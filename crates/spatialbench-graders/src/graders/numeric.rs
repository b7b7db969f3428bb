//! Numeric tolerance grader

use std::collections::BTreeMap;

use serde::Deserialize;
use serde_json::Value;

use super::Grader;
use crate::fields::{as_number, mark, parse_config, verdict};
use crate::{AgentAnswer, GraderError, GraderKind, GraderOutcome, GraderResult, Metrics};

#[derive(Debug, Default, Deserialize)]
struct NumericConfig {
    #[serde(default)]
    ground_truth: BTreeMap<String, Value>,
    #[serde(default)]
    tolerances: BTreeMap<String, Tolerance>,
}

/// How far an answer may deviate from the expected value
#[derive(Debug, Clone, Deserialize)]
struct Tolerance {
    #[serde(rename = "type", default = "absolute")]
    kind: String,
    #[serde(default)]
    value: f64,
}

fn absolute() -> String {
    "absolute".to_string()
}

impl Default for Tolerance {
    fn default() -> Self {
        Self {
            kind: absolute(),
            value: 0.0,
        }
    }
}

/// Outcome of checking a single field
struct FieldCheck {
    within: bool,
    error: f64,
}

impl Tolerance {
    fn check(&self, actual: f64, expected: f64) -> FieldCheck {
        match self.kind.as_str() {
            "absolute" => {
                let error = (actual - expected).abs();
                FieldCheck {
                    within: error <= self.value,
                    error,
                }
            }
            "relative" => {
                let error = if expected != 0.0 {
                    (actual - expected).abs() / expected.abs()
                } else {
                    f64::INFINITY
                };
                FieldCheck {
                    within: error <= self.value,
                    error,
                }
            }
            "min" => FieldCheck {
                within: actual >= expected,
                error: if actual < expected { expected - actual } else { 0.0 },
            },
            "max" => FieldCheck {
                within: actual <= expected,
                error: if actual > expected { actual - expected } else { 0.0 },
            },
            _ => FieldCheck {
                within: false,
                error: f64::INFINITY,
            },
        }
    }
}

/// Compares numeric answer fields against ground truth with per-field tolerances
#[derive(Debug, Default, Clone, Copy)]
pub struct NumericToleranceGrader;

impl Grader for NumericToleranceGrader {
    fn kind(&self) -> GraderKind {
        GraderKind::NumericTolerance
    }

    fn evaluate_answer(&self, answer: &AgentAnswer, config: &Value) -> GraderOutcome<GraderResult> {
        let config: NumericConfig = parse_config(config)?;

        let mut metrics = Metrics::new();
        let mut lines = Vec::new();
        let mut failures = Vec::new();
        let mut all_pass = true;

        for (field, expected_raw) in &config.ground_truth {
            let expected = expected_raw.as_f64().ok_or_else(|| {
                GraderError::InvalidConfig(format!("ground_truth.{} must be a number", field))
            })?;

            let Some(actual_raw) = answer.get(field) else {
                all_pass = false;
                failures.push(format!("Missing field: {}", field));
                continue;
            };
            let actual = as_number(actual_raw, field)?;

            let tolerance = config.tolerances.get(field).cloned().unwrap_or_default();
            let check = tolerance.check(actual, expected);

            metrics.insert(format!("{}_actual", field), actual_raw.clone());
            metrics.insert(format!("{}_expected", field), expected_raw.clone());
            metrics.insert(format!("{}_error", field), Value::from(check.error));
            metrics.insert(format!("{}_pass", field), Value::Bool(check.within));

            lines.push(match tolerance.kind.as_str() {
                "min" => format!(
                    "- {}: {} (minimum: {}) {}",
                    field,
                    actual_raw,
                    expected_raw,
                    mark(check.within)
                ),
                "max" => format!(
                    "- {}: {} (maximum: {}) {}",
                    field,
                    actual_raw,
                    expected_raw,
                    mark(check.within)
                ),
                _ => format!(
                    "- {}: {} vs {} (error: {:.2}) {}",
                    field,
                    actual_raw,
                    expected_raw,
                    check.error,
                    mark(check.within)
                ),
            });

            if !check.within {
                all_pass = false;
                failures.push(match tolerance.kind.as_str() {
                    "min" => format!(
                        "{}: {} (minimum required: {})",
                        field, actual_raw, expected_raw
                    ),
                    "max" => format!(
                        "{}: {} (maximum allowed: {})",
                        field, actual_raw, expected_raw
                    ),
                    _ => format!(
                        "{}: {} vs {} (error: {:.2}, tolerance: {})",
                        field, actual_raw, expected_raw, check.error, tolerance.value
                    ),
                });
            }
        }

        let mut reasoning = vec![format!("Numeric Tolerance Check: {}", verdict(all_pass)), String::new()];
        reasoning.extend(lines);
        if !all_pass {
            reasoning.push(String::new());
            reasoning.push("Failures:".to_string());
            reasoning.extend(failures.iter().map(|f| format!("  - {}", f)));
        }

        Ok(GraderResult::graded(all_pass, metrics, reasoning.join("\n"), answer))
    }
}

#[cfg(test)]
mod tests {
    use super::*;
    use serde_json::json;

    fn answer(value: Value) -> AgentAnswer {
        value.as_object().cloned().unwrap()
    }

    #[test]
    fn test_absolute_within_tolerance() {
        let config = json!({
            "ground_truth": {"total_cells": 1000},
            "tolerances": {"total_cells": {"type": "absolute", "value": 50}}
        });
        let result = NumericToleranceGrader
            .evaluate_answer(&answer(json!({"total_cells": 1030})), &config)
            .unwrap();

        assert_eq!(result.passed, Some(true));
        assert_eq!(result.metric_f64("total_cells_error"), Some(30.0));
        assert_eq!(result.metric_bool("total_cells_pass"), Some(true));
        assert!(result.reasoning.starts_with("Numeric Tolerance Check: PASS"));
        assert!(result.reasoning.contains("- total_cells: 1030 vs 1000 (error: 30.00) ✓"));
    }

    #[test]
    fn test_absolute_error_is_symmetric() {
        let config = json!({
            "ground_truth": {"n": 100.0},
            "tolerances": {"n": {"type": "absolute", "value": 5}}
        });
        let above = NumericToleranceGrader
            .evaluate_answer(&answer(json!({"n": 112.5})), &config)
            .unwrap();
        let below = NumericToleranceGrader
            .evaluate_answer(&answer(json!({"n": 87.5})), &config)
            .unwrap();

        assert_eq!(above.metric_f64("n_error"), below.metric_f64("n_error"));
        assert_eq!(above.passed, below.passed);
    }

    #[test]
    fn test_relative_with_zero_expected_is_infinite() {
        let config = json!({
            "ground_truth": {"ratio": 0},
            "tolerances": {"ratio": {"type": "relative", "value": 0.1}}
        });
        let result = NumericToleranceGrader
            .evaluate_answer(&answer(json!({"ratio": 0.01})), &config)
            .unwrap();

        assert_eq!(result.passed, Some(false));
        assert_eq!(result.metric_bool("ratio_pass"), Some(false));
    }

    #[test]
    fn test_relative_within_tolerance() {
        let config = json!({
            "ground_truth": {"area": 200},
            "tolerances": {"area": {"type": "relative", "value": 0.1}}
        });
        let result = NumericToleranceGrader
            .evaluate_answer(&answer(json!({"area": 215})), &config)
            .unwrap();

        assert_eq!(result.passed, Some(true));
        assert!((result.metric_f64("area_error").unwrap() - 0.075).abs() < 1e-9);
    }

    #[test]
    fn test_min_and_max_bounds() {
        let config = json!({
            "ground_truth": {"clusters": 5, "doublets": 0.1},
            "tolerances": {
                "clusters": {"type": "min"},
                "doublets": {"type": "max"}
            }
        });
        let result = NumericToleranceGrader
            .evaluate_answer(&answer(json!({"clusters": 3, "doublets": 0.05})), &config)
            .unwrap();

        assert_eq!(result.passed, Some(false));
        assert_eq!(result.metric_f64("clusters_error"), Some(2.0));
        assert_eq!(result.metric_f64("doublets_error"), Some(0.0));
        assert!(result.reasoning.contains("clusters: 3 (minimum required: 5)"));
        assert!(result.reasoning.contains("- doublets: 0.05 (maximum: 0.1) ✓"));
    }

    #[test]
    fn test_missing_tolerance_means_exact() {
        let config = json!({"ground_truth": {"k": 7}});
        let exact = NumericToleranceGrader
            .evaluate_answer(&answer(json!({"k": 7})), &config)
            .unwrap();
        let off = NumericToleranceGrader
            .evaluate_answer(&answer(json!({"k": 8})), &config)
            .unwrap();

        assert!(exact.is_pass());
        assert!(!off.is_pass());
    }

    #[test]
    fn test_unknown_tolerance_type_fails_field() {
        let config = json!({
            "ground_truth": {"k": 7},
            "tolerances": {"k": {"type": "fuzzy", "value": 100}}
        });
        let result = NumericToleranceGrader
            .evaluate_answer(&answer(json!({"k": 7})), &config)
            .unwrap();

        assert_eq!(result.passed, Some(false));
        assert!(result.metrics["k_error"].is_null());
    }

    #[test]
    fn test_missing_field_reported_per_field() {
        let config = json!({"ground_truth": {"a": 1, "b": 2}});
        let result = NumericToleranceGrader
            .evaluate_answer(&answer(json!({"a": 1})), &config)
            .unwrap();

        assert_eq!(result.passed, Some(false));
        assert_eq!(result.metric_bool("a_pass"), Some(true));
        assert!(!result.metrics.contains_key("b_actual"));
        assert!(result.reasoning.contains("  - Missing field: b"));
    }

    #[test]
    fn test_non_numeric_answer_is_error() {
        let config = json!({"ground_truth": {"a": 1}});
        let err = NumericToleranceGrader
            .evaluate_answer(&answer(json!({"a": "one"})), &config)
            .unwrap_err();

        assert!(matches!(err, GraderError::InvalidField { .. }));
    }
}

→ **WHAT TO PRODUCE**: Pull each line containing the word "GraderKind" out of the data above.

→ **WRITTEN ANSWER**:
use crate::{AgentAnswer, GraderError, GraderKind, GraderOutcome, GraderResult, Metrics};
    fn kind(&self) -> GraderKind {
        GraderKind::NumericTolerance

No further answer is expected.